TASK DIRECTIONS:
Please retype the records below exactly as they stand.

___ INPUT FOR THIS TASK ___

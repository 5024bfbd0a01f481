use log::trace;

use crate::bitbuffer::BitReader;
use crate::class::LeadingClass;
use crate::decoder::{read_explicit, read_new_class, read_reuse, Control};
use crate::encoder::CompressedBlock;
use crate::error::Result;
use crate::window::{History, Window};
use crate::word::{self, Word};

/// The ChimpN decompressor.
///
/// Rebuilds its own history window from the words it decodes; `00` and `01`
/// codewords name the slot they were encoded against, `10` and `11` always
/// refer to the previous word.
///
/// # Example
/// ```
/// use chimp::{ChimpNDecoder, ChimpNEncoder, Window};
///
/// let window = Window::new(32).unwrap();
/// let mut encoder = ChimpNEncoder::<u32>::new(window);
/// for v in [1.0f32, -2.0, -2.5, 1.0] {
///     encoder.push_float(v);
/// }
/// let block = encoder.into_compressed();
///
/// let floats: Vec<f32> = ChimpNDecoder::<u32>::new(&block, window)
///     .map(|w| f32::from_bits(w.unwrap()))
///     .collect();
/// assert_eq!(floats, vec![1.0, -2.0, -2.5, 1.0]);
/// ```
#[derive(Debug, Clone)]
pub struct ChimpNDecoder<'a, W: Word> {
    reader: BitReader<'a>,
    window: Window,
    history: History<W>,
    stored_class: Option<LeadingClass>,
    first: bool,
    done: bool,
}

impl<'a, W: Word> ChimpNDecoder<'a, W> {
    /// Creates a decoder over a `CompressedBlock` encoded with `window`.
    pub fn new(block: &'a CompressedBlock, window: Window) -> Self {
        Self::from_reader(BitReader::from_raw(&block.bytes, block.total_bits), window)
    }

    /// Creates a decoder over the bytes of a closed block.
    pub fn from_bytes(bytes: &'a [u8], window: Window) -> Self {
        Self::from_reader(BitReader::from_bytes(bytes), window)
    }

    /// Creates a decoder reading from an existing `BitReader`.
    pub fn from_reader(reader: BitReader<'a>, window: Window) -> Self {
        Self {
            reader,
            window,
            history: History::new(window),
            stored_class: None,
            first: true,
            done: false,
        }
    }

    /// The history window this decoder was built with.
    pub fn window(&self) -> Window {
        self.window
    }

    /// Returns the next word, or `None` once the end-of-stream marker is read.
    pub fn next_word(&mut self) -> Result<Option<W>> {
        if self.done {
            return Ok(None);
        }
        let result = self.read_word();
        if !matches!(result, Ok(Some(_))) {
            self.done = true;
        }
        result
    }

    /// Returns the next value as a float.
    pub fn next_float(&mut self) -> Result<Option<W::Float>> {
        Ok(self.next_word()?.map(W::to_float))
    }

    /// Returns `true` once the end-of-stream marker or an error has been reached.
    pub fn is_done(&self) -> bool {
        self.done
    }

    fn read_word(&mut self) -> Result<Option<W>> {
        if self.first {
            self.first = false;
            let value = W::from_u64(self.reader.read_bits(W::BITS)?);
            if word::is_end_of_stream(value) {
                trace!("empty chimp{} stream", self.window.size());
                return Ok(None);
            }
            self.history.seed(value);
            return Ok(Some(value));
        }

        let value = match Control::read(&mut self.reader)? {
            Control::Repeat => {
                let slot = self.read_slot()?;
                self.stored_class = None;
                self.history.get(slot)
            }
            Control::Explicit => {
                let slot = self.read_slot()?;
                let xor = read_explicit::<W>(&mut self.reader)?;
                self.stored_class = None;
                word::apply(self.history.get(slot), xor)
            }
            Control::Reuse => {
                let xor = read_reuse::<W>(&mut self.reader, self.stored_class)?;
                word::apply(self.history.latest(), xor)
            }
            Control::NewClass => {
                let xor = read_new_class::<W>(&mut self.reader, &mut self.stored_class)?;
                word::apply(self.history.latest(), xor)
            }
        };

        if word::is_end_of_stream(value) {
            trace!(
                "end of chimp{} stream after {} bits",
                self.window.size(),
                self.reader.position()
            );
            return Ok(None);
        }
        self.history.push(value);
        Ok(Some(value))
    }

    #[inline]
    fn read_slot(&mut self) -> Result<usize> {
        Ok(self.reader.read_bits(self.window.log2())? as usize)
    }
}

impl<'a, W: Word> Iterator for ChimpNDecoder<'a, W> {
    type Item = Result<W>;

    fn next(&mut self) -> Option<Self::Item> {
        self.next_word().transpose()
    }
}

___

SOLUTION:
repository 5024bfbd0a01f481
use log::trace;

use crate::bitbuffer::BitReader;
use crate::class::LeadingClass;
use crate::decoder::{read_explicit, read_new_class, read_reuse, Control};
use crate::encoder::CompressedBlock;
use crate::error::Result;
use crate::window::{History, Window};
use crate::word::{self, Word};

/// The ChimpN decompressor.
///
/// Rebuilds its own history window from the words it decodes; `00` and `01`
/// codewords name the slot they were encoded against, `10` and `11` always
/// refer to the previous word.
///
/// # Example
/// ```
/// use chimp::{ChimpNDecoder, ChimpNEncoder, Window};
///
/// let window = Window::new(32).unwrap();
/// let mut encoder = ChimpNEncoder::<u32>::new(window);
/// for v in [1.0f32, -2.0, -2.5, 1.0] {
///     encoder.push_float(v);
/// }
/// let block = encoder.into_compressed();
///
/// let floats: Vec<f32> = ChimpNDecoder::<u32>::new(&block, window)
///     .map(|w| f32::from_bits(w.unwrap()))
///     .collect();
/// assert_eq!(floats, vec![1.0, -2.0, -2.5, 1.0]);
/// ```
#[derive(Debug, Clone)]
pub struct ChimpNDecoder<'a, W: Word> {
    reader: BitReader<'a>,
    window: Window,
    history: History<W>,
    stored_class: Option<LeadingClass>,
    first: bool,
    done: bool,
}

impl<'a, W: Word> ChimpNDecoder<'a, W> {
    /// Creates a decoder over a `CompressedBlock` encoded with `window`.
    pub fn new(block: &'a CompressedBlock, window: Window) -> Self {
        Self::from_reader(BitReader::from_raw(&block.bytes, block.total_bits), window)
    }

    /// Creates a decoder over the bytes of a closed block.
    pub fn from_bytes(bytes: &'a [u8], window: Window) -> Self {
        Self::from_reader(BitReader::from_bytes(bytes), window)
    }

    /// Creates a decoder reading from an existing `BitReader`.
    pub fn from_reader(reader: BitReader<'a>, window: Window) -> Self {
        Self {
            reader,
            window,
            history: History::new(window),
            stored_class: None,
            first: true,
            done: false,
        }
    }

    /// The history window this decoder was built with.
    pub fn window(&self) -> Window {
        self.window
    }

    /// Returns the next word, or `None` once the end-of-stream marker is read.
    pub fn next_word(&mut self) -> Result<Option<W>> {
        if self.done {
            return Ok(None);
        }
        let result = self.read_word();
        if !matches!(result, Ok(Some(_))) {
            self.done = true;
        }
        result
    }

    /// Returns the next value as a float.
    pub fn next_float(&mut self) -> Result<Option<W::Float>> {
        Ok(self.next_word()?.map(W::to_float))
    }

    /// Returns `true` once the end-of-stream marker or an error has been reached.
    pub fn is_done(&self) -> bool {
        self.done
    }

    fn read_word(&mut self) -> Result<Option<W>> {
        if self.first {
            self.first = false;
            let value = W::from_u64(self.reader.read_bits(W::BITS)?);
            if word::is_end_of_stream(value) {
                trace!("empty chimp{} stream", self.window.size());
                return Ok(None);
            }
            self.history.seed(value);
            return Ok(Some(value));
        }

        let value = match Control::read(&mut self.reader)? {
            Control::Repeat => {
                let slot = self.read_slot()?;
                self.stored_class = None;
                self.history.get(slot)
            }
            Control::Explicit => {
                let slot = self.read_slot()?;
                let xor = read_explicit::<W>(&mut self.reader)?;
                self.stored_class = None;
                word::apply(self.history.get(slot), xor)
            }
            Control::Reuse => {
                let xor = read_reuse::<W>(&mut self.reader, self.stored_class)?;
                word::apply(self.history.latest(), xor)
            }
            Control::NewClass => {
                let xor = read_new_class::<W>(&mut self.reader, &mut self.stored_class)?;
                word::apply(self.history.latest(), xor)
            }
        };

        if word::is_end_of_stream(value) {
            trace!(
                "end of chimp{} stream after {} bits",
                self.window.size(),
                self.reader.position()
            );
            return Ok(None);
        }
        self.history.push(value);
        Ok(Some(value))
    }

    #[inline]
    fn read_slot(&mut self) -> Result<usize> {
        Ok(self.reader.read_bits(self.window.log2())? as usize)
    }
}

impl<'a, W: Word> Iterator for ChimpNDecoder<'a, W> {
    type Item = Result<W>;

    fn next(&mut self) -> Option<Self::Item> {
        self.next_word().transpose()
    }
}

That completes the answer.